La imagen corporativa es cambiante, está viva. Esto hace que sus técnicas de fabricación e implantación también lo sean.

Nuevas tecnologías, nuevas normativas y nuevas exigencias del mercado, hacen que la forma de afrontar este trabajo cambie de manera vertiginosa. La tecnificación del sector  es necesaria, y  por ello, el departamento de ingeniería debe ser  una parte esencial de un proyecto que busca dar solución física a la idea.

Este paso permite, además de innovar en sistemas de fabricación de elementos de imagen tradicionales, nuevos productos para complementar la presencia corporativa de un cliente de manera fácil y competitiva, estudiando nuevos soportes para exponer de la mejor manera  la imagen que dichos clientes quieren transmitir.

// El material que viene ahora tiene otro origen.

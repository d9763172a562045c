//! HTTP surface of the service.
//!
//! | Route | Response |
//! |-------|----------|
//! | `GET /` | Atom feed, built on demand |
//! | `GET /rss` | RSS 2.0 feed, built on demand |
//! | `GET /health` | `ok`, without touching any source |
//!
//! Every feed request runs a complete build; nothing is cached between
//! requests. Scraping problems only shrink the feed, so the one failure that
//! reaches the client is a feed that cannot be serialized (500).

use crate::aggregator::Aggregator;
use crate::fetcher::PageFetcher;
use crate::outputs::FeedFormat;
use axum::extract::State;
use axum::http::{header, StatusCode};
use axum::response::{IntoResponse, Response};
use axum::routing::get;
use axum::Router;
use std::sync::Arc;
use tower_http::trace::TraceLayer;
use tracing::{info, instrument};

/// Build the application router around a shared aggregator.
pub fn router<F>(aggregator: Arc<Aggregator<F>>) -> Router
where
    F: PageFetcher + 'static,
{
    Router::new()
        .route("/", get(atom_feed::<F>))
        .route("/rss", get(rss_feed::<F>))
        .route("/health", get(health))
        .layer(TraceLayer::new_for_http())
        .with_state(aggregator)
}

async fn atom_feed<F: PageFetcher + 'static>(
    State(aggregator): State<Arc<Aggregator<F>>>,
) -> Response {
    serve_feed(&aggregator, FeedFormat::Atom).await
}

async fn rss_feed<F: PageFetcher + 'static>(
    State(aggregator): State<Arc<Aggregator<F>>>,
) -> Response {
    serve_feed(&aggregator, FeedFormat::Rss).await
}

async fn health() -> &'static str {
    "ok"
}

#[instrument(level = "info", skip(aggregator))]
async fn serve_feed<F: PageFetcher + 'static>(
    aggregator: &Aggregator<F>,
    format: FeedFormat,
) -> Response {
    match aggregator.build_feed(format).await {
        Ok(built) => {
            info!(
                entries = built.stats.entries,
                failed_sources = built.stats.failed,
                elapsed_ms = built.elapsed.as_millis() as u64,
                "Serving feed"
            );
            (
                [(header::CONTENT_TYPE, built.format.content_type())],
                built.document,
            )
                .into_response()
        }
        // Already logged by the aggregator.
        Err(e) => (
            StatusCode::INTERNAL_SERVER_ERROR,
            format!("cannot render feed: {e}"),
        )
            .into_response(),
    }
}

Desarrollar, pensar, fabricar e implantar cualquier elemento susceptible de proyectar una misma imagen corporativa desde un mismo punto de vista, con una misma sensibilidad. Muebles, fachadas, rótulos, etc… Todo desarrollado por un equipo multidisciplinar con un componente creativo innato,  personas que aprenden a cada paso.
Convertir ideas en realidades. Ser el soporte técnico de la marca, la concreción fiel del concepto.  

Elementos mejores, más económicos, más ecológicos y más seguros.  Esto es para nosotros ingeniería.

Esto es lo que queremos que nos defina.

viernes, 30 de diciembre de 2011

Un poco de rauldeincoluz

Hola a tod@s.

Siempre que uno inicia una conversación con un interlocutor desconocido,  no sabe muy bien qué tono o qué formas debe utilizar. Es por ello que lo voy a hacer como siempre, con humildad, sinceridad y firmeza. Hacerlo sin saber quién me escuchará, lo hace aún más difícil. 

Me gustaría crear un punto de encuentro donde debatir, asesorar y aprender de todas las situaciones que me encuentro día a día en el desarrollo de mi actividad profesional, y enriquecerlas con las que viven otros.